The term “antiphospholipid syndrome” originally described the clinical association between antiphospholipid antibodies and a syndrome of hypercoagulability. The criteria for diagnosis of antiphospholipid syndrome and the terminology of the disease have evolved over the years as the relevant pathophysiology and immunology have become better understood. Levine and colleagues discuss antiphospholipid syndrome, an uncommon (but not rare) disease with serious risks of arterial and venous thrombosis as well as recurrent pregnancy loss.
The most recent international consensus criteria for diagnosing antiphospholipid syndrome require the presence of a clinical and a laboratory marker of the syndrome before a definitive diagnosis can be made. The most sensitive laboratory test for antiphospholipid syndrome is the presence of anticardiolipin antibodies; however, lupus anticoagulant is a more specific sign. In large studies, as many as 5 percent of healthy control subjects have at least one of the autoantibodies associated with antiphospholipid syndrome. Most of these persons never develop any thrombotic or obstetric complications. Anti-β2-glycoprotein I autoantibodies are another class of autoantibodies strongly associated with the syndrome, but they are not presently included in the consensus criteria.
Antibody screening is typically performed in persons with early or recurrent thrombotic episodes. The authors note that the risk of clinical sequelae is most elevated in persons with laboratory evidence of antiphospholipid syndrome and additional risk factors that predispose to thrombosis (e.g., oral contraceptive use, immobility) or atherosclerotic damage to blood vessels (e.g., hyperlipidemia, smoking, diabetes).
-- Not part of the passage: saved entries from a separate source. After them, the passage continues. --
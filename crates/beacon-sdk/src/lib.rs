//! Rust SDK for recording Groth16-verified beacon randomness
//!
//! Loads snarkjs artifacts, keeps the round ledger in a JSON file and wires
//! both into a [`beacon_core::BeaconEngine`].
//!
//! # Example
//!
//! ```ignore
//! use beacon_sdk::{load_verifier, preset, FileLedger, Submission};
//! use beacon_core::{BeaconEngine, EngineConfig};
//!
//! let params = preset("drand-testnet")?.params()?;
//! let verifier = load_verifier("verification_key.json")?;
//! let ledger = FileLedger::open("ledger.json")?;
//! let mut engine = BeaconEngine::new(verifier, params, EngineConfig::default(), ledger)?;
//!
//! let submission = Submission::from_files("proof.json", "public.json")?;
//! let record = submission.record(&mut engine, 8762363, now)?;
//! println!("round {} -> {}", record.round, hex::encode(record.randomness));
//! ```

mod error;
mod file_ledger;
pub mod snarkjs;
mod submission;
mod types;

pub use error::{Result, SdkError};
pub use file_ledger::FileLedger;
pub use snarkjs::{load_verifier, read_proof, read_public_signals, read_verifying_key};
pub use submission::Submission;
pub use types::*;
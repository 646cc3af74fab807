//! 55x7 limb decomposition of BLS12-381 base-field elements
//!
//! The pairing circuit takes every Fp coordinate as seven 55-bit limbs,
//! least significant first: `v = sum(limb[i] << (55 * i))`. 7 * 55 = 385
//! bits covers the 381-bit modulus.

use crate::errors::CodecError;
use crate::types::{FieldElement, LimbedFp, LIMBS_PER_FP, LIMB_BITS};

/// Byte width of a BLS12-381 base-field element.
pub const FP_BYTES: usize = 48;

const LIMB_MASK: u64 = (1u64 << LIMB_BITS) - 1;

/// Check that every limb fits in 55 bits.
pub fn check_limbs(limbs: &LimbedFp) -> Result<(), CodecError> {
    for (index, limb) in limbs.iter().enumerate() {
        if limb.bits() > LIMB_BITS {
            return Err(CodecError::LimbOutOfRange { index });
        }
    }
    Ok(())
}

/// Split a big-endian integer of at most 48 bytes into limbs.
pub fn split_be_bytes(bytes: &[u8]) -> Result<LimbedFp, CodecError> {
    if bytes.len() > FP_BYTES {
        return Err(CodecError::Overflow);
    }

    let mut words = [0u64; LIMBS_PER_FP];
    for bit in 0..(bytes.len() * 8) {
        let byte = bytes[bytes.len() - 1 - bit / 8];
        if (byte >> (bit % 8)) & 1 == 1 {
            words[bit / LIMB_BITS as usize] |= 1u64 << (bit % LIMB_BITS as usize);
        }
    }

    Ok(words.map(FieldElement::from_u64))
}

/// Recombine limbs into a 48-byte big-endian integer.
pub fn join_be_bytes(limbs: &LimbedFp) -> Result<[u8; FP_BYTES], CodecError> {
    check_limbs(limbs)?;

    let mut out = [0u8; FP_BYTES];
    for (index, limb) in limbs.iter().enumerate() {
        let word = u64::from_be_bytes(limb.0[24..].try_into().map_err(|_| CodecError::Overflow)?)
            & LIMB_MASK;
        for offset in 0..LIMB_BITS as usize {
            if (word >> offset) & 1 == 0 {
                continue;
            }
            let bit = index * LIMB_BITS as usize + offset;
            if bit >= FP_BYTES * 8 {
                return Err(CodecError::Overflow);
            }
            out[FP_BYTES - 1 - bit / 8] |= 1 << (bit % 8);
        }
    }
    Ok(out)
}

/// Limbs of the x coordinate of a ZCash-style compressed G1 point.
///
/// The top three bits of the first byte carry the compression, infinity
/// and sign flags.
pub fn compressed_g1_x(bytes: &[u8]) -> Result<LimbedFp, CodecError> {
    let mut x: [u8; FP_BYTES] = bytes.try_into().map_err(|_| CodecError::CompressedLength {
        expected: FP_BYTES,
        actual: bytes.len(),
    })?;
    x[0] &= 0x1f;
    split_be_bytes(&x)
}

#[cfg(test)]
mod tests {
    use super::*;

    #[test]
    fn test_split_small_value() {
        let limbs = split_be_bytes(&[0x01, 0x00]).unwrap();
        assert_eq!(limbs[0], FieldElement::from_u64(256));
        assert!(limbs[1..].iter().all(|l| l.is_zero()));
    }

    #[test]
    fn test_split_crosses_limb_boundary() {
        // 2^55 lands in limb 1
        let mut bytes = [0u8; 8];
        bytes.copy_from_slice(&(1u64 << 55).to_be_bytes());
        let limbs = split_be_bytes(&bytes).unwrap();
        assert_eq!(limbs[0], FieldElement::ZERO);
        assert_eq!(limbs[1], FieldElement::from_u64(1));
    }

    #[test]
    fn test_join_inverts_split() {
        let mut bytes = [0u8; FP_BYTES];
        for (i, b) in bytes.iter_mut().enumerate() {
            *b = (i as u8).wrapping_mul(37).wrapping_add(11);
        }
        bytes[0] &= 0x1f; // keep below 2^381
        let limbs = split_be_bytes(&bytes).unwrap();
        check_limbs(&limbs).unwrap();
        assert_eq!(join_be_bytes(&limbs).unwrap(), bytes);
    }

    #[test]
    fn test_rejects_wide_limb() {
        let mut limbs = [FieldElement::ZERO; LIMBS_PER_FP];
        limbs[3] = FieldElement::from_u64(1 << 55);
        assert_eq!(
            check_limbs(&limbs),
            Err(CodecError::LimbOutOfRange { index: 3 })
        );
    }

    #[test]
    fn test_rejects_oversized_input() {
        assert_eq!(split_be_bytes(&[1u8; 49]), Err(CodecError::Overflow));
    }

    #[test]
    fn test_compressed_g1_x_drops_flags() {
        let mut bytes = [0u8; FP_BYTES];
        bytes[0] = 0xa0;
        bytes[FP_BYTES - 1] = 0x05;
        let limbs = compressed_g1_x(&bytes).unwrap();
        assert_eq!(limbs[0], FieldElement::from_u64(5));
        assert!(limbs[1..].iter().all(|l| l.is_zero()));
        assert_eq!(
            compressed_g1_x(&bytes[1..]),
            Err(CodecError::CompressedLength {
                expected: FP_BYTES,
                actual: FP_BYTES - 1
            })
        );
    }

    #[test]
    fn test_top_limb_above_384_bits() {
        // limb 6 covers bits 330..385; bit 384 does not fit in 48 bytes
        let mut limbs = [FieldElement::ZERO; LIMBS_PER_FP];
        limbs[6] = FieldElement::from_u64(1 << 54);
        assert_eq!(join_be_bytes(&limbs), Err(CodecError::Overflow));
    }
}
//! Prover output to engine submission

use crate::error::Result;
use crate::snarkjs::{read_proof, read_public_signals};
use beacon_core::{
    ArgumentBuilder, BeaconEngine, BeaconParams, BeaconRound, BeaconSignals, FieldElement,
    ProofArguments, ProofVerifier, RawProof, RoundLedger, RoundRecord,
};
use std::path::Path;

/// A proof with its public signals, normalized for the verifier
#[derive(Debug, Clone)]
pub struct Submission {
    pub arguments: ProofArguments,
    pub signals: BeaconSignals,
}

impl Submission {
    pub fn new(raw: &RawProof, public_signals: &[FieldElement]) -> Result<Self> {
        let (arguments, signals) = ArgumentBuilder::default().prepare(raw, public_signals)?;
        Ok(Self { arguments, signals })
    }

    /// Load `proof.json` and `public.json`
    pub fn from_files(proof: impl AsRef<Path>, public: impl AsRef<Path>) -> Result<Self> {
        let raw = read_proof(proof)?;
        let signals = read_public_signals(public)?;
        Self::new(&raw, &signals)
    }

    /// Whether the proof was generated for this beacon's public key
    pub fn matches_key(&self, params: &BeaconParams) -> bool {
        &self.signals.public_key == params.public_key()
    }

    /// Check against an engine for `round` without recording
    pub fn verify<V, L>(
        &self,
        engine: &BeaconEngine<V, L>,
        round: BeaconRound,
        now: u64,
    ) -> beacon_core::Result<bool>
    where
        V: ProofVerifier,
        L: RoundLedger,
    {
        engine.verify_beacon_proof(
            round,
            &self.signals.signature,
            &self.signals.message_hash,
            &self.arguments.proof,
            now,
        )
    }

    /// Submit to an engine for `round`
    pub fn record<V, L>(
        &self,
        engine: &mut BeaconEngine<V, L>,
        round: BeaconRound,
        now: u64,
    ) -> beacon_core::Result<RoundRecord>
    where
        V: ProofVerifier,
        L: RoundLedger,
    {
        if !self.matches_key(engine.params()) {
            log::warn!("round {}: proof public key differs from beacon key", round);
        }
        engine.record_beacon_proof(
            round,
            &self.signals.signature,
            &self.signals.message_hash,
            &self.arguments.proof,
            now,
        )
    }
}
//! Groth16-verified BLS randomness beacon
//!
//! Records drand-style beacon randomness once per round, after checking a
//! Groth16 proof that the federation's BLS signature over the round is valid.
//!
//! ## Pipeline
//!
//! ```text
//! snarkjs decimals ──codec──▶ FieldElement ──ArgumentBuilder──▶ (a, b, c, inputs)
//!                                                                   │
//!                              BeaconEngine ◀───────────────────────┘
//!                      window ▶ conflict ▶ verify ▶ RoundLedger ▶ event
//! ```
//!
//! The proof's `b` point is the only value whose coordinates are reordered:
//! Fp2 pairs go from prover order `(c0, c1)` to verifier order `(c1, c0)`.

pub mod args;
pub mod codec;
pub mod engine;
pub mod errors;
pub mod groth16;
pub mod ledger;
pub mod limbs;
pub mod ops;
pub mod params;
pub mod randomness;
pub mod types;

pub use args::{
    ArgumentBuilder, BeaconSignals, ProofArguments, RawProof, SignalLayout, BEACON_PUBLIC_INPUTS,
};
pub use engine::{BeaconEngine, BeaconEvent, EngineConfig};
pub use errors::{BeaconError, Bn254Error, CodecError, Result};
pub use groth16::{BeaconVerifier, Groth16Verifier, ProofVerifier, VerifyingKey};
pub use ledger::{MemoryLedger, RecordStatus, RoundLedger};
pub use params::BeaconParams;
pub use randomness::derive_randomness;
pub use types::*;
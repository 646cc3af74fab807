//! Beacon presets and public key helpers

use crate::error::{Result, SdkError};
use beacon_core::codec::parse_decimal;
use beacon_core::limbs::compressed_g1_x;
use beacon_core::{BeaconParams, FieldElement, PublicKeyLimbs, LIMBS_PER_FP};

/// Name of the preset used when nothing else is configured
pub const DEFAULT_PRESET: &str = "drand-testnet";

/// Built-in beacon network parameters
#[derive(Debug, Clone, Copy)]
pub struct BeaconPreset {
    pub name: &'static str,
    /// Unix timestamp of round 0
    pub genesis_time: u64,
    /// Seconds per round
    pub period: u64,
    /// Federation public key as published, compressed G1 hex
    pub public_key_hex: &'static str,
    /// Federation public key, 55x7 decimal limbs per coordinate
    pub public_key: [[&'static str; LIMBS_PER_FP]; 2],
}

/// drand unchained testnet
pub const DRAND_TESTNET: BeaconPreset = BeaconPreset {
    name: "drand-testnet",
    genesis_time: 1651677099,
    period: 3,
    public_key_hex: "8200fc249deb0148eb918d6e213980c5d01acd7fc251900d9260136da3b54836ce125172399ddc69c4e3e11429b62c11",
    public_key: [
        [
            "28113499409755153",
            "9821332782502793",
            "15356694772791369",
            "5221032786067611",
            "6768993040652284",
            "11572850342085671",
            "141008224877248",
        ],
        [
            "33461492476086130",
            "35811493041037339",
            "24227159288510945",
            "26544002735666944",
            "5294409699107852",
            "22752247623743245",
            "194806786582404",
        ],
    ],
};

pub const PRESETS: &[BeaconPreset] = &[DRAND_TESTNET];

/// Look up a built-in preset by name
pub fn preset(name: &str) -> Result<&'static BeaconPreset> {
    PRESETS
        .iter()
        .find(|p| p.name == name)
        .ok_or_else(|| SdkError::UnknownPreset(name.to_string()))
}

impl BeaconPreset {
    /// Limbed public key, checked against the published compressed key
    pub fn public_key(&self) -> Result<PublicKeyLimbs> {
        let key = parse_public_key(&self.public_key[0][..], &self.public_key[1][..])?;
        let compressed = hex::decode(self.public_key_hex)
            .map_err(|e| SdkError::Artifact(format!("{}: public key hex: {}", self.name, e)))?;
        if compressed_g1_x(&compressed)? != key[0] {
            return Err(SdkError::Artifact(format!(
                "{}: limbed public key does not match {}",
                self.name, self.public_key_hex
            )));
        }
        Ok(key)
    }

    /// Beacon parameters for this network
    pub fn params(&self) -> Result<BeaconParams> {
        Ok(BeaconParams::new(
            self.public_key()?,
            self.genesis_time,
            self.period,
            None,
        )?)
    }
}

/// Parse the two limbed coordinates of a public key from decimal strings
pub fn parse_public_key<S: AsRef<str>>(x: &[S], y: &[S]) -> Result<PublicKeyLimbs> {
    Ok([parse_coordinate(x)?, parse_coordinate(y)?])
}

fn parse_coordinate<S: AsRef<str>>(limbs: &[S]) -> Result<[FieldElement; LIMBS_PER_FP]> {
    if limbs.len() != LIMBS_PER_FP {
        return Err(SdkError::Artifact(format!(
            "public key coordinate needs {} limbs, got {}",
            LIMBS_PER_FP,
            limbs.len()
        )));
    }
    let mut out = [FieldElement::ZERO; LIMBS_PER_FP];
    for (slot, limb) in out.iter_mut().zip(limbs) {
        *slot = parse_decimal(limb.as_ref())?;
    }
    Ok(out)
}

#[cfg(test)]
mod tests {
    use super::*;

    #[test]
    fn test_drand_testnet_preset() {
        let params = preset("drand-testnet").unwrap().params().unwrap();
        assert_eq!(params.genesis_time(), 1651677099);
        assert_eq!(params.period(), 3);
        assert_eq!(params.expected_round(1651677099 + 8762363 * 3), 8762363);
        assert_eq!(
            params.public_key()[1][6],
            FieldElement::from_u64(194806786582404)
        );
    }

    #[test]
    fn test_preset_key_must_match_compressed_hex() {
        let mut tampered = DRAND_TESTNET;
        tampered.public_key[0][0] = "28113499409755154";
        assert!(matches!(tampered.public_key(), Err(SdkError::Artifact(_))));

        tampered = DRAND_TESTNET;
        tampered.public_key_hex = "8200fc";
        assert!(matches!(tampered.public_key(), Err(SdkError::Codec(_))));
    }

    #[test]
    fn test_unknown_preset() {
        assert!(matches!(
            preset("mainnet"),
            Err(SdkError::UnknownPreset(name)) if name == "mainnet"
        ));
    }

    #[test]
    fn test_public_key_shape() {
        let short = ["1", "2", "3"];
        let full = ["1"; LIMBS_PER_FP];
        assert!(parse_public_key(&short[..], &full[..]).is_err());
        assert!(parse_public_key(&full[..], &full[..]).is_ok());
    }
}
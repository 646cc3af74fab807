//! Beacon parameters
//!
//! Immutable configuration of the randomness federation: its public key,
//! genesis time and round period. Rounds are derived from wall-clock time as
//! `ceil((now - genesis) / period)`.

use crate::errors::{BeaconError, Result};
use crate::limbs::check_limbs;
use crate::types::{BeaconRound, PublicKeyLimbs};

#[derive(Clone, Debug, PartialEq, Eq)]
pub struct BeaconParams {
    public_key: PublicKeyLimbs,
    genesis_time: u64,
    period: u64,
}

impl BeaconParams {
    /// Construct parameters.
    ///
    /// When `reference_now` is given, a genesis time in the future relative
    /// to it is rejected.
    pub fn new(
        public_key: PublicKeyLimbs,
        genesis_time: u64,
        period: u64,
        reference_now: Option<u64>,
    ) -> Result<Self> {
        if period == 0 {
            return Err(BeaconError::InvalidParameter(
                "period must be positive".to_string(),
            ));
        }
        if let Some(now) = reference_now {
            if genesis_time > now {
                return Err(BeaconError::InvalidParameter(format!(
                    "genesis time {} is in the future (now {})",
                    genesis_time, now
                )));
            }
        }
        for coordinate in &public_key {
            check_limbs(coordinate)?;
        }

        Ok(Self {
            public_key,
            genesis_time,
            period,
        })
    }

    pub fn public_key(&self) -> &PublicKeyLimbs {
        &self.public_key
    }

    pub fn genesis_time(&self) -> u64 {
        self.genesis_time
    }

    pub fn period(&self) -> u64 {
        self.period
    }

    /// Round expected to be signed at `timestamp`. Zero at or before genesis.
    pub fn expected_round(&self, timestamp: u64) -> BeaconRound {
        let elapsed = timestamp.saturating_sub(self.genesis_time);
        elapsed.div_ceil(self.period)
    }

    /// Earliest timestamp at which `round` is the expected round.
    ///
    /// Round 0 is expected from genesis; round `r >= 1` from
    /// `genesis + (r - 1) * period + 1`, the first second after round `r - 1`.
    pub fn round_time(&self, round: BeaconRound) -> Option<u64> {
        let Some(previous) = round.checked_sub(1) else {
            return Some(self.genesis_time);
        };
        previous
            .checked_mul(self.period)
            .and_then(|offset| offset.checked_add(self.genesis_time))
            .and_then(|t| t.checked_add(1))
    }
}

#[cfg(test)]
mod tests {
    use super::*;
    use crate::types::{FieldElement, LIMBS_PER_FP};

    const GENESIS: u64 = 1651677099;
    const PERIOD: u64 = 3;

    fn key() -> PublicKeyLimbs {
        [[FieldElement::from_u64(1); LIMBS_PER_FP]; 2]
    }

    fn params() -> BeaconParams {
        BeaconParams::new(key(), GENESIS, PERIOD, None).unwrap()
    }

    #[test]
    fn test_expected_round_at_round_boundary() {
        let round = 8762363;
        assert_eq!(params().expected_round(GENESIS + round * PERIOD), round);
    }

    #[test]
    fn test_expected_round_rounds_up() {
        let p = params();
        assert_eq!(p.expected_round(GENESIS), 0);
        assert_eq!(p.expected_round(GENESIS + 1), 1);
        assert_eq!(p.expected_round(GENESIS + 3), 1);
        assert_eq!(p.expected_round(GENESIS + 4), 2);
    }

    #[test]
    fn test_expected_round_before_genesis() {
        assert_eq!(params().expected_round(GENESIS - 100), 0);
    }

    #[test]
    fn test_round_time() {
        let p = params();
        assert_eq!(p.round_time(0), Some(GENESIS));
        assert_eq!(p.round_time(1), Some(GENESIS + 1));
        assert_eq!(p.round_time(8762363), Some(GENESIS + 8762362 * 3 + 1));
        assert_eq!(p.round_time(u64::MAX), None);
    }

    #[test]
    fn test_round_time_is_first_second_of_round() {
        let p = params();
        for round in [1, 2, 42, 8762363] {
            let t = p.round_time(round).unwrap();
            assert_eq!(p.expected_round(t), round);
            assert_eq!(p.expected_round(t - 1), round - 1);
        }
        // Still expected up to the next boundary
        let t = p.round_time(42).unwrap();
        assert_eq!(p.expected_round(t + PERIOD - 1), 42);
        assert_eq!(p.expected_round(t + PERIOD), 43);
    }

    #[test]
    fn test_zero_period_rejected() {
        assert!(matches!(
            BeaconParams::new(key(), GENESIS, 0, None),
            Err(BeaconError::InvalidParameter(_))
        ));
    }

    #[test]
    fn test_future_genesis_rejected() {
        assert!(matches!(
            BeaconParams::new(key(), GENESIS, PERIOD, Some(GENESIS - 1)),
            Err(BeaconError::InvalidParameter(_))
        ));
        assert!(BeaconParams::new(key(), GENESIS, PERIOD, Some(GENESIS)).is_ok());
    }

    #[test]
    fn test_accessors() {
        let p = params();
        assert_eq!(p.genesis_time(), GENESIS);
        assert_eq!(p.period(), PERIOD);
        assert_eq!(p.public_key(), &key());
    }
}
Both arterial and venous thromboses can be present in patients with antiphospholipid syndrome and can involve virtually any organ. Deep venous thrombosis of the leg is the most common venous occlusion, while stroke and transient ischemic attacks are the most frequently occurring arterial complications. Other signs in patients with antiphospholipid syndrome are concomitant thrombocytopenia and hemolytic anemia.
Treatment of the syndrome centers on anticoagulant therapy. Aspirin may be helpful in preventing fetal loss, but it does not appear to protect against other thrombotic disease. Low-intensity warfarin therapy (to attain an International Normalized Ratio [INR] of less than 1.9) is also not protective. It remains unclear whether moderate-intensity warfarin therapy (INR of 2.0 to 2.9) is preferable to high-intensity anticoagulation (INR of 3.0 or more). The review adds that modification of other thrombotic or atherosclerotic risk factors (e.g., avoiding oral contraceptive use, treatment of hyperlipidemia, smoking cessation) is also important in decreasing the overall risk of clinical complications.
Levine JS, et al. The antiphospholipid syndrome. N Engl J Med. March 7, 2002;346:752–63.